While I doubt anyone has this on RSS feed (none of my musings are really worth it…particularly that Yahoo! 360° experiment that is probably still flying in Justin’s radar), these are really coming out fast, huh? Chalk it up to avoidance of room-tidying. Yes, tidying. I maintain that my room/its contents are in disarray, not dirt.
Day 3: Vomitar
Trouble in paradise. Lee Mama is ill. Sadly, we must adventure without her. So, Lee Mama stays in the car by the Shrine of the Ages, and Lee Papa, Jon, and I catch the Blue Shuttle from Yavapai Observation Point, from which we transfer to the Red Shuttle. PS, all these shuttles run on cleaner-burning fuels. It says so, right on the side, as well as on the map, which also served up this informative little factoid: most of Arizona does not do Daylight Savings Time, so during this part of the year, it’s on the same clock as California and Nevada. So, although I traveled over 1,000 miles (I think. I’ll return with more specific numbers.) and crossed two state lines twice each, I never once had to change my watch–and my phone did not reset itself (WHICH IT CAN DO! Isn’t technology amazing? Although it didn’t do so until about 7:00 this most recent Spring Forward event. Oh, something else it can do…ring an alarm without being on! CRAZY!) during the entire voyage.

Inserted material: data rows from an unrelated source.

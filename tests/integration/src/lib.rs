//! Fixtures shared by the cross-crate scenarios in `tests/`.

use std::path::PathBuf;

use credence_core::{Address, CallContext, Height, InstitutionId};
use credence_registry::{IssueRequest, TrustNetwork};

pub const ADMIN: &str = "ST1PQHQKV0RJXZFY1DGX8MNSNYVE3VGZJSRTPGZGM";
pub const DELEGATE: &str = "ST2CY5V39NHDPWSXMW9QDT3HC3GD6Q6XX4CFRK9AG";
pub const STUDENT: &str = "ST1STUDENT1234567890ABCDEF";

/// Height the scenarios treat as "now".
pub const NOW: Height = 123;

pub fn addr(s: &str) -> Address {
    Address::new(s).expect("fixture address is valid")
}

pub fn as_admin(height: Height) -> CallContext {
    CallContext::new(addr(ADMIN), height)
}

pub fn as_delegate(height: Height) -> CallContext {
    CallContext::new(addr(DELEGATE), height)
}

/// A network with one verified institution that `DELEGATE` may issue for.
pub fn network_with_issuer(institution_id: InstitutionId) -> TrustNetwork {
    let network = TrustNetwork::new(addr(ADMIN));
    let admin = as_admin(NOW);
    let registry = network.institutions();
    registry
        .register_institution(
            &admin,
            institution_id,
            "Harvard University",
            "USA",
            "https://harvard.edu",
        )
        .expect("register");
    registry
        .verify_institution(&admin, institution_id)
        .expect("verify");
    registry
        .add_institution_admin(&admin, institution_id, addr(DELEGATE))
        .expect("grant");
    network
}

pub fn degree(institution_id: InstitutionId, expiration_date: Option<Height>) -> IssueRequest {
    IssueRequest {
        institution_id,
        student_id: STUDENT.into(),
        credential_type: "degree".into(),
        credential_name: "Bachelor of Computer Science".into(),
        expiration_date,
        metadata: r#"{"gpa":"3.8"}"#.into(),
    }
}

/// Fresh directory for a throwaway store.
pub fn temp_dir(prefix: &str) -> PathBuf {
    std::env::temp_dir().join(format!("{prefix}-{}", rand::random::<u64>()))
}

We go to Hermit’s Rest. I sit in the very chair that might have once also welcomed Theodore Roosevelt’s behind. Maybe. It wasn’t labeled. So I won’t libel. (Ha.) Why are there no descriptions of the beautiful scenery? Because, again, my verbosity pales in view of the Grand Canyon experience. I hope someday to wend my way around the globe, but every now and then, there are these reminders that within our own vast borders, beauty– that knock-out-anvil-on-my-heart-wind-at-my-back kind of spectacle– is.
After sleeping in the car all morning, Lee Mama feels better. Hurray! I use the facilities before we set off. Um. The little girl in the stall before me did. not. flush. And, because you asked (not), it was #2. I’m not talking about a freakin’ pencil!
Drive back to Las Vegas. No debauchery. So, I make further nuisance of myself by watching “Dancing with the Stars.” Hurray! Successful in recognizing only a few of the stars, but that’s okay. Am unfortunately inconsiderate of Jon’s feelings by watching The Wedding Planner late into the night. Don’t judge.